Study Guide

A Gathering of Old Men Men and Masculinity

By Ernest J. Gaines

Men and Masculinity

We've got to get super-serious for a minute, because issues or ideas of manhood or masculinity, when they get connected to issues of race, are way more complicated than you might think. Since even before Blacks were being stolen out of Africa and taken to the US to work as slaves, white racist understandings of Black men actually denied that they were men at all. They were considered either docile and happily stupid children who needed the structure of life as a slave to become civilized, or they were considered dumb savages who had more in common with animals than with other human beings. These ideas were designed to justify the brutal enslavement and abuse of Black men. This means that part of pushing back against white racism, for Black males, meant arguing for the fact that they were, in fact, men. That's one of the reasons why manhood figures so prominently in <em>A Gathering of Old Men</em>.
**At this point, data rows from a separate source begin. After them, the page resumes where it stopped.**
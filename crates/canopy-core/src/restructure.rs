//! Re-parenting and drag-driven restructuring.
//!
//! `reparent` is the only way a node changes parents. It validates before any
//! mutation, so a rejected move leaves the tree untouched. The drag state
//! machine is plain data driven by discrete pointer events; it knows nothing
//! about a rendering surface.

use serde::{Deserialize, Serialize};

use crate::cache::PositionCache;
use crate::error::{Error, Result};
use crate::geom::{Point, Rect};
use crate::tree::{Edge, ROOT_ID, TreeState};

/// Where a moved node lands relative to the drop target.
#[derive(Debug, Clone, PartialEq, Eq, Serialize, Deserialize)]
#[serde(tag = "kind", content = "id", rename_all = "snake_case")]
pub enum DropPosition {
    Before(String),
    After(String),
    AsFirstChild(String),
    AsLastChild(String),
}

impl DropPosition {
    /// The parent the moved node ends up under.
    pub fn target_parent(&self, tree: &TreeState) -> Result<String> {
        match self {
            DropPosition::Before(anchor) | DropPosition::After(anchor) => tree
                .parent_of(anchor)
                .map(str::to_string)
                .ok_or_else(|| Error::UnknownNode { id: anchor.clone() }),
            DropPosition::AsFirstChild(parent) | DropPosition::AsLastChild(parent) => {
                if parent == ROOT_ID || tree.has_node(parent) {
                    Ok(parent.clone())
                } else {
                    Err(Error::UnknownNode { id: parent.clone() })
                }
            }
        }
    }
}

#[derive(Debug, Clone, PartialEq)]
pub struct ReparentOutcome {
    pub order_key: f64,
    pub edge: Edge,
}

/// Moves `node_id` (with its subtree) under `new_parent_id` at `drop`.
///
/// Fails with [`Error::Cycle`] when the target parent is the node itself or
/// one of its descendants — checked by walking ancestors of the target up to
/// the root before anything is mutated. On success the node's inbound edge is
/// rewired, the subtree's cached positions are invalidated (absolute positions
/// shift even though relative structure is unchanged), and the node is marked
/// locally dirty.
pub fn reparent(
    tree: &mut TreeState,
    cache: &mut PositionCache,
    node_id: &str,
    new_parent_id: &str,
    drop: DropPosition,
) -> Result<ReparentOutcome> {
    if !tree.has_node(node_id) {
        return Err(Error::UnknownNode {
            id: node_id.to_string(),
        });
    }
    if node_id == ROOT_ID {
        return Err(Error::RootImmutable {
            action: "reparented",
        });
    }
    if new_parent_id != ROOT_ID && !tree.has_node(new_parent_id) {
        return Err(Error::UnknownNode {
            id: new_parent_id.to_string(),
        });
    }
    if new_parent_id != ROOT_ID && tree.is_self_or_descendant(new_parent_id, node_id) {
        return Err(Error::Cycle {
            node_id: node_id.to_string(),
            new_parent_id: new_parent_id.to_string(),
        });
    }
    let drop_parent = drop.target_parent(tree)?;
    if drop_parent != new_parent_id {
        return Err(Error::InvalidDrop {
            message: format!(
                "drop position resolves to parent \"{drop_parent}\" but \"{new_parent_id}\" was requested"
            ),
        });
    }
    if let DropPosition::Before(anchor) | DropPosition::After(anchor) = &drop {
        if anchor == node_id {
            return Err(Error::InvalidDrop {
                message: format!("node \"{node_id}\" cannot anchor its own move"),
            });
        }
    }

    // Validation done; mutate.
    tree.set_parent(node_id, new_parent_id)?;

    let siblings: Vec<String> = tree
        .children_ordered(new_parent_id)
        .into_iter()
        .filter(|s| s != node_id)
        .collect();

    let (prev, next) = match &drop {
        DropPosition::Before(anchor) => {
            let idx = siblings.iter().position(|s| s == anchor);
            let prev = idx
                .and_then(|i| i.checked_sub(1))
                .map(|i| siblings[i].clone());
            (prev, Some(anchor.clone()))
        }
        DropPosition::After(anchor) => {
            let idx = siblings.iter().position(|s| s == anchor);
            let next = idx.and_then(|i| siblings.get(i + 1)).cloned();
            (Some(anchor.clone()), next)
        }
        DropPosition::AsFirstChild(_) => (None, siblings.first().cloned()),
        DropPosition::AsLastChild(_) => (siblings.last().cloned(), None),
    };

    let order_key = tree.order_mut().insert_between(
        node_id,
        prev.as_deref(),
        next.as_deref(),
        &siblings,
    );

    cache.invalidate_subtree(tree, node_id);
    if let Some(node) = tree.node_mut(node_id) {
        node.dirty = true;
    }

    Ok(ReparentOutcome {
        order_key,
        edge: Edge::between(new_parent_id, node_id),
    })
}

/// Maps pointer position inside a candidate target box to a drop position:
/// top third inserts before the target, bottom third after it, and the middle
/// band nests as the target's last child.
pub fn drop_position_for_pointer(target_id: &str, target_box: Rect, pointer: Point) -> DropPosition {
    if target_box.height <= 0.0 {
        return DropPosition::AsLastChild(target_id.to_string());
    }
    let rel = (pointer.y - target_box.y) / target_box.height;
    if rel < 1.0 / 3.0 {
        DropPosition::Before(target_id.to_string())
    } else if rel > 2.0 / 3.0 {
        DropPosition::After(target_id.to_string())
    } else {
        DropPosition::AsLastChild(target_id.to_string())
    }
}

/// Pointer must travel this far from the press point before a pending drag
/// becomes a real one; closer movements stay clicks.
pub const DRAG_SLOP_PX: f64 = 4.0;

#[derive(Debug, Clone, PartialEq, Default)]
pub enum DragPhase {
    #[default]
    Idle,
    Pending {
        start: Point,
        started_at_ms: i64,
    },
    Dragging {
        ghost: Point,
    },
    Dropping,
}

/// A completed drag gesture, ready to resolve into a reparent.
#[derive(Debug, Clone, PartialEq)]
pub struct DragDrop {
    pub node_id: String,
    pub at: Point,
}

#[derive(Debug, Clone, Default)]
pub struct DragState {
    node_id: Option<String>,
    phase: DragPhase,
}

impl DragState {
    pub fn new() -> Self {
        Self::default()
    }

    pub fn phase(&self) -> &DragPhase {
        &self.phase
    }

    pub fn dragged_node(&self) -> Option<&str> {
        self.node_id.as_deref()
    }

    pub fn is_dragging(&self) -> bool {
        matches!(self.phase, DragPhase::Dragging { .. })
    }

    pub fn pointer_down(&mut self, node_id: impl Into<String>, at: Point, now_ms: i64) {
        self.node_id = Some(node_id.into());
        self.phase = DragPhase::Pending {
            start: at,
            started_at_ms: now_ms,
        };
    }

    pub fn pointer_move(&mut self, at: Point) {
        match &self.phase {
            DragPhase::Pending { start, .. } => {
                if start.distance_to(at) > DRAG_SLOP_PX {
                    self.phase = DragPhase::Dragging { ghost: at };
                }
            }
            DragPhase::Dragging { .. } => {
                self.phase = DragPhase::Dragging { ghost: at };
            }
            DragPhase::Idle | DragPhase::Dropping => {}
        }
    }

    /// Ends the gesture. A drag that never left the slop radius resolves to
    /// `None` (it was a click); a real drag enters `Dropping` until the caller
    /// acknowledges with [`DragState::complete`].
    pub fn pointer_up(&mut self) -> Option<DragDrop> {
        match (&self.phase, &self.node_id) {
            (DragPhase::Dragging { ghost }, Some(node_id)) => {
                let drop = DragDrop {
                    node_id: node_id.clone(),
                    at: *ghost,
                };
                self.phase = DragPhase::Dropping;
                Some(drop)
            }
            _ => {
                self.reset();
                None
            }
        }
    }

    pub fn complete(&mut self) {
        self.reset();
    }

    pub fn cancel(&mut self) {
        self.reset();
    }

    fn reset(&mut self) {
        self.node_id = None;
        self.phase = DragPhase::Idle;
    }
}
Questions About Men and Masculinity

  1. Among the novel's Black and white characters, are there any differences or similarities between ideas about what exactly makes a man?
  2. How might social class figure into ideals of masculinity or manliness?
  3. Based on different character interactions, how do you think that Gaines himself is using these characters to define a particular understanding of manhood?

Chew on This

Gaines makes a troubling connection between violence, abusive behavior, and manliness that implies "being a man" means harming others.

The ideals of manliness that Gaines points to in <em>A Gathering of Old Men</em> are sexist and potentially homophobic.